Wikia Search icon Wikia will release a new search engine early next year according to an interview with Jimmy Wales in today’s Times of London. The new Wikia search engine project is named Wikiasari and will apply wisdom of the crowds features to search engine results, letting individual users rank sources of information and their relevancy to a particular query.

Of course the article takes a “gunning for Google” angle, citing the PageRank algorithm used since Google’s was founded in 1998. Search engines grow over time, and incorporate multiple ranking factors beyond the math of inbound links and source authority. Google (synonym for big search engine for simplicity’s sake) can assign domains of trust to highlight trusted content beyond their PageRank calculation. The Mayo Clinic might be a trusted source of health news. Government domains could be an authority for government searches. External links found in Wikipedia could carry additional weights as curated sources.

Google also incorporates click through rates into its advertising algorithms, relying on the preferences of a crowd to select the most relevant result. Google presents a searcher with a title, contextual summary, and domain name to help him or her select the result best matching their query. Click-through tracking can be grouped on a personal level (search results you previously visited), geographic level (popular in San Francisco), network-specific (other people on your corporate network liked these results), within an affinity group (search originates at Sierra Club or through a Google Co-op group), and much much more.

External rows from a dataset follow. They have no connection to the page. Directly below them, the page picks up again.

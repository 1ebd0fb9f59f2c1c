// MenuVariationRepository trait - persistence port for MenuVariation

use async_trait::async_trait;
use tenancy::TenantId;

use crate::domain::entities::MenuVariation;
use crate::domain::value_objects::{MenuItemId, MenuVariationId};
use crate::CatalogError;

#[async_trait]
pub trait MenuVariationRepository: Send + Sync {
    async fn save(&self, tenant_id: TenantId, variation: &MenuVariation) -> Result<(), CatalogError>;

    /// All variations selectable for a menu item, used by the pricing
    /// engine to resolve a line's selected variation ids in one call.
    async fn find_by_menu_item(
        &self,
        tenant_id: TenantId,
        menu_item_id: MenuItemId,
    ) -> Result<Vec<MenuVariation>, CatalogError>;

    async fn find_by_ids(
        &self,
        tenant_id: TenantId,
        ids: &[MenuVariationId],
    ) -> Result<Vec<MenuVariation>, CatalogError>;
}
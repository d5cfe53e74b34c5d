//! Incoming message type for the core model.

use chrono::{DateTime, Utc};
use serde::{Deserialize, Serialize};

use super::{chat::Chat, user::User};

/// A single incoming text message.
#[derive(Debug, Clone, Serialize, Deserialize)]
pub struct Message {
    pub id: String,
    pub user: User,
    pub chat: Chat,
    pub content: String,
    pub created_at: DateTime<Utc>,
}

impl Message {
    /// Builds a message with the current timestamp.
    pub fn text(id: impl Into<String>, user: User, chat: Chat, content: impl Into<String>) -> Self {
        Self {
            id: id.into(),
            user,
            chat,
            content: content.into(),
            created_at: Utc::now(),
        }
    }

    pub fn is_command(&self) -> bool {
        self.content.trim_start().starts_with('/')
    }

    /// Command name without the leading `/` and without an `@botname` suffix, e.g. `start` for
    /// `/start@manager_bot payload`.
    pub fn command(&self) -> Option<&str> {
        let rest = self.content.trim_start().strip_prefix('/')?;
        let word = rest.split_whitespace().next().unwrap_or("");
        let name = word.split('@').next().unwrap_or("");
        (!name.is_empty()).then_some(name)
    }
}
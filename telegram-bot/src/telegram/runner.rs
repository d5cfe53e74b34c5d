//! Long-polling dispatcher: converts teloxide messages to core [`Message`]s and runs them
//! through the [`HandlerChain`].
//!
//! Teloxide's default distribution serializes updates of one chat and runs different chats
//! concurrently, so a chat never has two messages in the chain at once.
//!
//! [`Message`]: crate::core::Message

use std::sync::Arc;

use teloxide::{dispatching::ShutdownToken, prelude::*};
use tracing::{debug, error, info, instrument, warn};

use super::adapters::TelegramMessageWrapper;
use crate::chain::HandlerChain;
use crate::core::ToCoreMessage;

async fn handle_message(msg: teloxide::types::Message, chain: Arc<HandlerChain>) -> ResponseResult<()> {
    if msg.text().is_none() {
        debug!(chat_id = msg.chat.id.0, "Ignoring non-text message");
        return Ok(());
    }
    let core_msg = TelegramMessageWrapper(&msg).to_core();
    if let Err(e) = chain.handle(&core_msg).await {
        error!(
            error = %e,
            chat_id = core_msg.chat.id,
            user_id = core_msg.user.id,
            "Handler chain failed"
        );
    }
    Ok(())
}

/// Resolves on SIGINT or SIGTERM (ctrl-c only on non-unix).
pub async fn shutdown_signal() -> std::io::Result<()> {
    #[cfg(unix)]
    {
        use tokio::signal::unix::{signal, SignalKind};
        let mut terminate = signal(SignalKind::terminate())?;
        tokio::select! {
            res = tokio::signal::ctrl_c() => res?,
            _ = terminate.recv() => {}
        }
    }
    #[cfg(not(unix))]
    tokio::signal::ctrl_c().await?;
    Ok(())
}

/// Asks the dispatcher to stop polling and waits until in-flight handlers finish.
pub async fn stop_dispatcher(token: &ShutdownToken) {
    match token.shutdown() {
        Ok(done) => done.await,
        Err(e) => warn!(error = ?e, "Dispatcher was not running at shutdown"),
    }
}

/// Runs the dispatcher until a shutdown signal arrives, then returns once polling has stopped
/// and in-flight handlers have finished.
#[instrument(skip(bot, handler_chain))]
pub async fn run_dispatcher(bot: teloxide::Bot, handler_chain: HandlerChain) -> anyhow::Result<()> {
    if let Ok(me) = bot.get_me().await {
        if let Some(username) = &me.user.username {
            info!(username = %username, "Bot identity resolved");
        }
    }

    let handler = Update::filter_message().endpoint(handle_message);
    let mut dispatcher = Dispatcher::builder(bot, handler)
        .dependencies(dptree::deps![Arc::new(handler_chain)])
        .default_handler(|upd| async move {
            debug!(update_id = ?upd.id, "Unhandled update");
        })
        .build();

    let token = dispatcher.shutdown_token();
    let watcher = tokio::spawn(async move {
        match shutdown_signal().await {
            Ok(()) => info!("Shutdown signal received, stopping dispatcher"),
            Err(e) => error!(error = %e, "Failed to listen for shutdown signals, stopping"),
        }
        stop_dispatcher(&token).await;
    });

    info!("Starting long-polling dispatcher");
    dispatcher.dispatch().await;
    watcher.abort();
    info!("Dispatcher stopped");
    Ok(())
}
//! Logs every incoming message and the chain outcome; never stops the chain.

use async_trait::async_trait;
use tracing::{debug, info};

use crate::core::{Handler, HandlerResponse, Message, Result};

pub struct LoggingHandler;

#[async_trait]
impl Handler for LoggingHandler {
    async fn before(&self, message: &Message) -> Result<bool> {
        info!(
            user_id = message.user.id,
            chat_id = message.chat.id,
            username = %message.user.username.as_deref().unwrap_or("unknown"),
            message_content = %message.content,
            "Received message"
        );
        Ok(true)
    }

    async fn after(&self, message: &Message, response: &HandlerResponse) -> Result<()> {
        debug!(
            chat_id = message.chat.id,
            message_id = %message.id,
            response = ?response,
            "Processed message"
        );
        Ok(())
    }
}
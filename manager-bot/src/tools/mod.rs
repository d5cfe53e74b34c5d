//! Tools the manager agent may call mid-turn.
//!
//! - [`AllSeeTeamInfoRetriever`]: top-k search over the company knowledge base.
//! - [`SendDocumentToUser`]: sends a local file to the chat of the current request.
//!
//! Per-request data (chat, outbound bot) travels in [`RequestContext`]; the model never sees it
//! and cannot pass it as an argument.

use std::fmt;
use std::sync::Arc;

use async_trait::async_trait;
use prompt::{ToolCall, ToolSpec};
use telegram_bot::{Bot, Chat};
use thiserror::Error;
use tracing::{debug, instrument};

mod retrieval;
mod send_document;

pub use retrieval::{AllSeeTeamInfoRetriever, NOTHING_FOUND, RETRIEVAL_TOOL_NAME};
pub use send_document::{ReplyResult, SendDocumentToUser, SEND_DOCUMENT_TOOL_NAME};

/// Data bound to the request being processed: which thread and chat, and how to reach it.
#[derive(Clone)]
pub struct RequestContext {
    pub thread_id: String,
    pub chat: Chat,
    pub bot: Arc<dyn Bot>,
}

impl RequestContext {
    /// Thread id is the chat id.
    pub fn new(chat: Chat, bot: Arc<dyn Bot>) -> Self {
        Self {
            thread_id: chat.thread_id(),
            chat,
            bot,
        }
    }
}

impl fmt::Debug for RequestContext {
    fn fmt(&self, f: &mut fmt::Formatter<'_>) -> fmt::Result {
        f.debug_struct("RequestContext")
            .field("thread_id", &self.thread_id)
            .field("chat", &self.chat)
            .finish_non_exhaustive()
    }
}

#[derive(Debug, Error)]
pub enum ToolError {
    #[error("unknown tool: {0}")]
    UnknownTool(String),

    #[error("invalid arguments: {0}")]
    InvalidArguments(String),

    #[error("{0}")]
    Execution(String),
}

/// A capability offered to the model.
#[async_trait]
pub trait Tool: Send + Sync {
    fn spec(&self) -> ToolSpec;

    /// Runs the tool with parsed JSON `arguments`; the returned text becomes the tool message.
    async fn call(
        &self,
        arguments: serde_json::Value,
        ctx: &RequestContext,
    ) -> Result<String, ToolError>;
}

/// Ordered set of tools, looked up by name.
#[derive(Clone, Default)]
pub struct ToolBox {
    tools: Vec<Arc<dyn Tool>>,
}

impl ToolBox {
    pub fn new() -> Self {
        Self::default()
    }

    pub fn with_tool(mut self, tool: Arc<dyn Tool>) -> Self {
        self.tools.push(tool);
        self
    }

    pub fn specs(&self) -> Vec<ToolSpec> {
        self.tools.iter().map(|t| t.spec()).collect()
    }

    pub fn len(&self) -> usize {
        self.tools.len()
    }

    pub fn is_empty(&self) -> bool {
        self.tools.is_empty()
    }

    fn find(&self, name: &str) -> Option<&Arc<dyn Tool>> {
        self.tools.iter().find(|t| t.spec().name == name)
    }

    /// Parses the call's raw JSON arguments (empty means `{}`) and runs the named tool.
    #[instrument(skip(self, call, ctx), fields(tool = %call.name, thread_id = %ctx.thread_id))]
    pub async fn call(&self, call: &ToolCall, ctx: &RequestContext) -> Result<String, ToolError> {
        let tool = self
            .find(&call.name)
            .ok_or_else(|| ToolError::UnknownTool(call.name.clone()))?;
        let raw = call.arguments.trim();
        let arguments: serde_json::Value = if raw.is_empty() {
            serde_json::Value::Object(Default::default())
        } else {
            serde_json::from_str(raw).map_err(|e| ToolError::InvalidArguments(e.to_string()))?
        };
        debug!(arguments = %arguments, "Calling tool");
        tool.call(arguments, ctx).await
    }
}
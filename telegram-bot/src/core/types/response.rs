//! Handler chain result type.

/// Handler result for the chain.
#[derive(Debug, Clone, PartialEq, Eq)]
pub enum HandlerResponse {
    /// Pass to next handler.
    Continue,
    /// Stop the chain; no response body.
    Stop,
    /// Not for this handler, try next.
    Ignore,
    /// Stop the chain; carries the text that was sent so `after()` hooks can see it.
    Reply(String),
}

impl HandlerResponse {
    pub fn ends_chain(&self) -> bool {
        matches!(self, HandlerResponse::Stop | HandlerResponse::Reply(_))
    }
}
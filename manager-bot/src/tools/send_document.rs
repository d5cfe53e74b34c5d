//! `SendDocumentToUser`: sends a local file to the chat of the current request.
//!
//! The result is always a [`ReplyResult`] serialized as JSON. A failed send reports
//! `success: false` with the error text and is never turned into a success afterwards.

use std::path::Path;

use async_trait::async_trait;
use prompt::ToolSpec;
use serde::{Deserialize, Serialize};
use serde_json::json;
use telegram_bot::markdown_to_telegram_html;
use tracing::{error, info};

use super::{RequestContext, Tool, ToolError};

pub const SEND_DOCUMENT_TOOL_NAME: &str = "SendDocumentToUser";

#[derive(Debug, Deserialize)]
struct DocumentReply {
    reply_document_path: String,
    #[serde(default)]
    reply_text: Option<String>,
}

/// Outcome reported back to the model.
#[derive(Debug, Clone, PartialEq, Eq, Serialize, Deserialize)]
pub struct ReplyResult {
    pub success: bool,
    pub error: Option<String>,
}

impl ReplyResult {
    pub fn ok() -> Self {
        Self {
            success: true,
            error: None,
        }
    }

    pub fn failed(error: impl Into<String>) -> Self {
        Self {
            success: false,
            error: Some(error.into()),
        }
    }

    fn to_json(&self) -> String {
        serde_json::to_string(self).unwrap_or_else(|_| {
            format!(
                r#"{{"success":{},"error":null}}"#,
                self.success
            )
        })
    }
}

#[derive(Debug, Default)]
pub struct SendDocumentToUser;

impl SendDocumentToUser {
    pub fn new() -> Self {
        Self
    }

    /// Sends `path` with an optional caption (converted to Telegram HTML).
    pub async fn send(
        &self,
        path: &str,
        caption: Option<&str>,
        ctx: &RequestContext,
    ) -> ReplyResult {
        let file = Path::new(path);
        match tokio::fs::metadata(file).await {
            Ok(meta) if meta.is_file() => {}
            Ok(_) => return ReplyResult::failed(format!("not a file: {}", path)),
            Err(e) => return ReplyResult::failed(format!("document not found: {} ({})", path, e)),
        }

        let caption_html = caption
            .map(str::trim)
            .filter(|c| !c.is_empty())
            .map(markdown_to_telegram_html);
        match ctx
            .bot
            .send_document(&ctx.chat, file, caption_html.as_deref())
            .await
        {
            Ok(()) => {
                info!(chat_id = ctx.chat.id, path = %path, "Document sent");
                ReplyResult::ok()
            }
            Err(e) => {
                error!(chat_id = ctx.chat.id, path = %path, error = %e, "Failed to send document");
                ReplyResult::failed(e.to_string())
            }
        }
    }
}

#[async_trait]
impl Tool for SendDocumentToUser {
    fn spec(&self) -> ToolSpec {
        ToolSpec {
            name: SEND_DOCUMENT_TOOL_NAME.to_string(),
            description: "Отправить пользователю документ с необязательным текстовым сопровождением \
(использовать, если нужно отправить пользователю какой-то файл)"
                .to_string(),
            parameters: json!({
                "type": "object",
                "properties": {
                    "reply_document_path": {
                        "type": "string",
                        "description": "Путь к документу, который будет отправлен пользователю"
                    },
                    "reply_text": {
                        "type": ["string", "null"],
                        "description": "Текст сообщения, который будет отправлен вместе с документом"
                    }
                },
                "required": ["reply_document_path"]
            }),
        }
    }

    async fn call(
        &self,
        arguments: serde_json::Value,
        ctx: &RequestContext,
    ) -> Result<String, ToolError> {
        let result = match serde_json::from_value::<DocumentReply>(arguments) {
            Ok(args) => {
                self.send(&args.reply_document_path, args.reply_text.as_deref(), ctx)
                    .await
            }
            Err(e) => ReplyResult::failed(format!("invalid arguments: {}", e)),
        };
        Ok(result.to_json())
    }
}
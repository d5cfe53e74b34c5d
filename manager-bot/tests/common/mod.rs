//! Test doubles shared by the manager-bot integration tests.
//!
//! - [`MockBot`]: records every outbound call instead of talking to Telegram.
//! - [`ScriptedModel`]: replays queued assistant messages and records what it was asked.
//! - [`KeywordEmbedder`]: deterministic embeddings from keyword counts.
#![allow(dead_code)]

use std::collections::VecDeque;
use std::path::{Path, PathBuf};
use std::sync::{Arc, Mutex};

use async_trait::async_trait;
use embedding::EmbeddingService;
use manager_bot::{ChatModel, CompiledGraph, RequestContext, StateGraph};
use prompt::{ChatMessage, ToolCall, ToolSpec};
use telegram_bot::{Bot, BotError, Chat, Message, User};

#[derive(Debug, Clone, PartialEq)]
pub enum Sent {
    Text { chat_id: i64, text: String },
    Html { chat_id: i64, html: String },
    Document { chat_id: i64, path: PathBuf, caption: Option<String> },
}

/// Records sends. With `fail_documents` set, `send_document` returns an error.
#[derive(Default)]
pub struct MockBot {
    pub sent: Mutex<Vec<Sent>>,
    pub fail_documents: bool,
}

impl MockBot {
    pub fn new() -> Arc<Self> {
        Arc::new(Self::default())
    }

    pub fn failing_documents() -> Arc<Self> {
        Arc::new(Self {
            fail_documents: true,
            ..Self::default()
        })
    }

    pub fn sent(&self) -> Vec<Sent> {
        self.sent.lock().unwrap().clone()
    }

    pub fn html_replies(&self) -> Vec<String> {
        self.sent()
            .into_iter()
            .filter_map(|s| match s {
                Sent::Html { html, .. } => Some(html),
                _ => None,
            })
            .collect()
    }
}

#[async_trait]
impl Bot for MockBot {
    async fn send_message(&self, chat: &Chat, text: &str) -> telegram_bot::Result<()> {
        self.sent.lock().unwrap().push(Sent::Text {
            chat_id: chat.id,
            text: text.to_string(),
        });
        Ok(())
    }

    async fn send_html(&self, chat: &Chat, html: &str) -> telegram_bot::Result<()> {
        self.sent.lock().unwrap().push(Sent::Html {
            chat_id: chat.id,
            html: html.to_string(),
        });
        Ok(())
    }

    async fn send_document(
        &self,
        chat: &Chat,
        path: &Path,
        caption_html: Option<&str>,
    ) -> telegram_bot::Result<()> {
        if self.fail_documents {
            return Err(BotError::Bot("Bad Request: file is too big".to_string()));
        }
        self.sent.lock().unwrap().push(Sent::Document {
            chat_id: chat.id,
            path: path.to_path_buf(),
            caption: caption_html.map(str::to_string),
        });
        Ok(())
    }
}

/// One recorded model call.
#[derive(Debug, Clone)]
pub struct ModelCall {
    pub messages: Vec<ChatMessage>,
    pub tool_names: Vec<String>,
}

/// Replays `replies` in order; once they run out, answers `"(no more replies)"`.
#[derive(Default)]
pub struct ScriptedModel {
    replies: Mutex<VecDeque<ChatMessage>>,
    pub calls: Mutex<Vec<ModelCall>>,
}

impl ScriptedModel {
    pub fn new(replies: Vec<ChatMessage>) -> Arc<Self> {
        Arc::new(Self {
            replies: Mutex::new(replies.into()),
            calls: Mutex::new(Vec::new()),
        })
    }

    pub fn calls(&self) -> Vec<ModelCall> {
        self.calls.lock().unwrap().clone()
    }
}

#[async_trait]
impl ChatModel for ScriptedModel {
    async fn complete(&self, messages: &[ChatMessage], tools: &[ToolSpec]) -> anyhow::Result<ChatMessage> {
        self.calls.lock().unwrap().push(ModelCall {
            messages: messages.to_vec(),
            tool_names: tools.iter().map(|t| t.name.clone()).collect(),
        });
        Ok(self
            .replies
            .lock()
            .unwrap()
            .pop_front()
            .unwrap_or_else(|| ChatMessage::assistant("(no more replies)")))
    }
}

/// A model that always fails.
pub struct FailingModel;

#[async_trait]
impl ChatModel for FailingModel {
    async fn complete(&self, _messages: &[ChatMessage], _tools: &[ToolSpec]) -> anyhow::Result<ChatMessage> {
        anyhow::bail!("upstream returned 500")
    }
}

pub fn tool_call(id: &str, name: &str, arguments: serde_json::Value) -> ChatMessage {
    ChatMessage::assistant_with_tool_calls(
        "",
        vec![ToolCall {
            id: id.to_string(),
            name: name.to_string(),
            arguments: arguments.to_string(),
        }],
    )
}

pub const VOCABULARY: &[&str] = &["кто", "миссия", "ценност", "услуг", "команд", "ии"];

/// Each dimension counts the words containing one vocabulary stem.
#[derive(Default)]
pub struct KeywordEmbedder;

pub fn keyword_vector(text: &str) -> Vec<f32> {
    let lower = text.to_lowercase();
    let words: Vec<&str> = lower
        .split(|c: char| !c.is_alphanumeric())
        .filter(|w| !w.is_empty())
        .collect();
    VOCABULARY
        .iter()
        .map(|stem| words.iter().filter(|w| w.contains(stem)).count() as f32)
        .collect()
}

#[async_trait]
impl EmbeddingService for KeywordEmbedder {
    async fn embed(&self, text: &str) -> Result<Vec<f32>, anyhow::Error> {
        Ok(keyword_vector(text))
    }

    async fn embed_batch(&self, texts: &[String]) -> Result<Vec<Vec<f32>>, anyhow::Error> {
        Ok(texts.iter().map(|t| keyword_vector(t)).collect())
    }
}

pub const SAMPLE_DOC: &str = "\
# Почему мы?
Потому что мы делаем ИИ полезным.

# Кто мы?
Мы команда AllSee, студия разработки решений на базе ИИ.

# Наша миссия
Миссия: сделать технологии доступными.

# Ценности
Честность и ответственность.
";

pub fn chat(id: i64) -> Chat {
    Chat::private(id)
}

pub fn ctx(chat_id: i64, bot: Arc<MockBot>) -> RequestContext {
    RequestContext::new(chat(chat_id), bot)
}

pub fn text_message(chat_id: i64, first_name: Option<&str>, content: &str) -> Message {
    let user = User {
        id: 7,
        username: Some("client".to_string()),
        first_name: first_name.map(str::to_string),
        last_name: None,
    };
    Message::text("1", user, chat(chat_id), content)
}

/// Compiles `builder` against a fresh SQLite store in `dir`.
pub async fn sqlite_graph(dir: &Path, builder: &StateGraph) -> Arc<CompiledGraph> {
    let store = checkpoint::SqliteSaver::connect(dir.join("checkpoints.sqlite").to_str().unwrap(), 2)
        .await
        .unwrap();
    checkpoint::Checkpointer::setup(&store).await.unwrap();
    Arc::new(builder.compile(Arc::new(store)).unwrap())
}
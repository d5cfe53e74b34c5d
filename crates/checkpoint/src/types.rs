use std::fmt;
use std::str::FromStr;

use chrono::{DateTime, Utc};
use prompt::ChatMessage;
use serde::{de::DeserializeOwned, Deserialize, Serialize};

use crate::error::Result;

/// What produced a checkpoint: the user's input or a completed agent loop.
#[derive(Debug, Clone, Copy, PartialEq, Eq, Serialize, Deserialize)]
#[serde(rename_all = "lowercase")]
pub enum CheckpointSource {
    Input,
    Loop,
}

impl CheckpointSource {
    pub fn as_str(&self) -> &'static str {
        match self {
            CheckpointSource::Input => "input",
            CheckpointSource::Loop => "loop",
        }
    }
}

impl fmt::Display for CheckpointSource {
    fn fmt(&self, f: &mut fmt::Formatter<'_>) -> fmt::Result {
        f.write_str(self.as_str())
    }
}

impl FromStr for CheckpointSource {
    type Err = String;

    fn from_str(s: &str) -> std::result::Result<Self, Self::Err> {
        match s {
            "input" => Ok(CheckpointSource::Input),
            "loop" => Ok(CheckpointSource::Loop),
            other => Err(format!("unknown checkpoint source: {}", other)),
        }
    }
}

/// Durable snapshot of one thread's state after a step. Addressed by `(thread_id, step)`.
#[derive(Debug, Clone, PartialEq, Serialize, Deserialize)]
pub struct Checkpoint {
    pub thread_id: String,
    pub step: i64,
    pub source: CheckpointSource,
    pub state: serde_json::Value,
    pub created_at: DateTime<Utc>,
}

impl Checkpoint {
    /// Serializes `state` into a new checkpoint stamped with the current time.
    pub fn from_state<S: Serialize>(
        thread_id: impl Into<String>,
        step: i64,
        source: CheckpointSource,
        state: &S,
    ) -> Result<Self> {
        Ok(Self {
            thread_id: thread_id.into(),
            step,
            source,
            state: serde_json::to_value(state)?,
            created_at: Utc::now(),
        })
    }

    /// Deserializes the stored state.
    pub fn state<S: DeserializeOwned>(&self) -> Result<S> {
        Ok(serde_json::from_value(self.state.clone())?)
    }

    pub fn metadata(&self) -> CheckpointMetadata {
        CheckpointMetadata {
            thread_id: self.thread_id.clone(),
            step: self.step,
            source: self.source,
            created_at: self.created_at,
        }
    }
}

/// Checkpoint without its state payload, as returned by history listings.
#[derive(Debug, Clone, PartialEq, Eq)]
pub struct CheckpointMetadata {
    pub thread_id: String,
    pub step: i64,
    pub source: CheckpointSource,
    pub created_at: DateTime<Utc>,
}

/// Graph state: the thread's message list. Node output is appended, never replaced.
#[derive(Debug, Clone, Default, PartialEq, Serialize, Deserialize)]
pub struct MessagesState {
    pub messages: Vec<ChatMessage>,
}

impl MessagesState {
    pub fn new(messages: Vec<ChatMessage>) -> Self {
        Self { messages }
    }

    pub fn append(&mut self, messages: impl IntoIterator<Item = ChatMessage>) {
        self.messages.extend(messages);
    }

    pub fn push(&mut self, message: ChatMessage) {
        self.messages.push(message);
    }

    pub fn last(&self) -> Option<&ChatMessage> {
        self.messages.last()
    }

    pub fn len(&self) -> usize {
        self.messages.len()
    }

    pub fn is_empty(&self) -> bool {
        self.messages.is_empty()
    }
}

Wikia and its investor Amazon may have an edge incorporating a user’s purchase history, news preferences, and other profiling data into each search. You could place a set of eyes on the billions of web pages currently in existence, hoping that new stem cell review center achieves appropriate annotations for discovery, but I’m skeptical. Sites such as Google, Yahoo!, and Windows Live already have the crowds clicking on search results every day, submitting bookmarks, and, in some cases, flagging spam. Wikia would need a critical mass of users to maintain a useful search index and query analyzer to supply Britney Spears’ fans, medical research, and the many many other search queries submitted every day. The same same search engine pickpockets wandering through Google’s search index will continue to target any significant source of traffic and unlike Wikipedia, you can’t just lock down a contested (or heavily profitable) area and still maintain balance.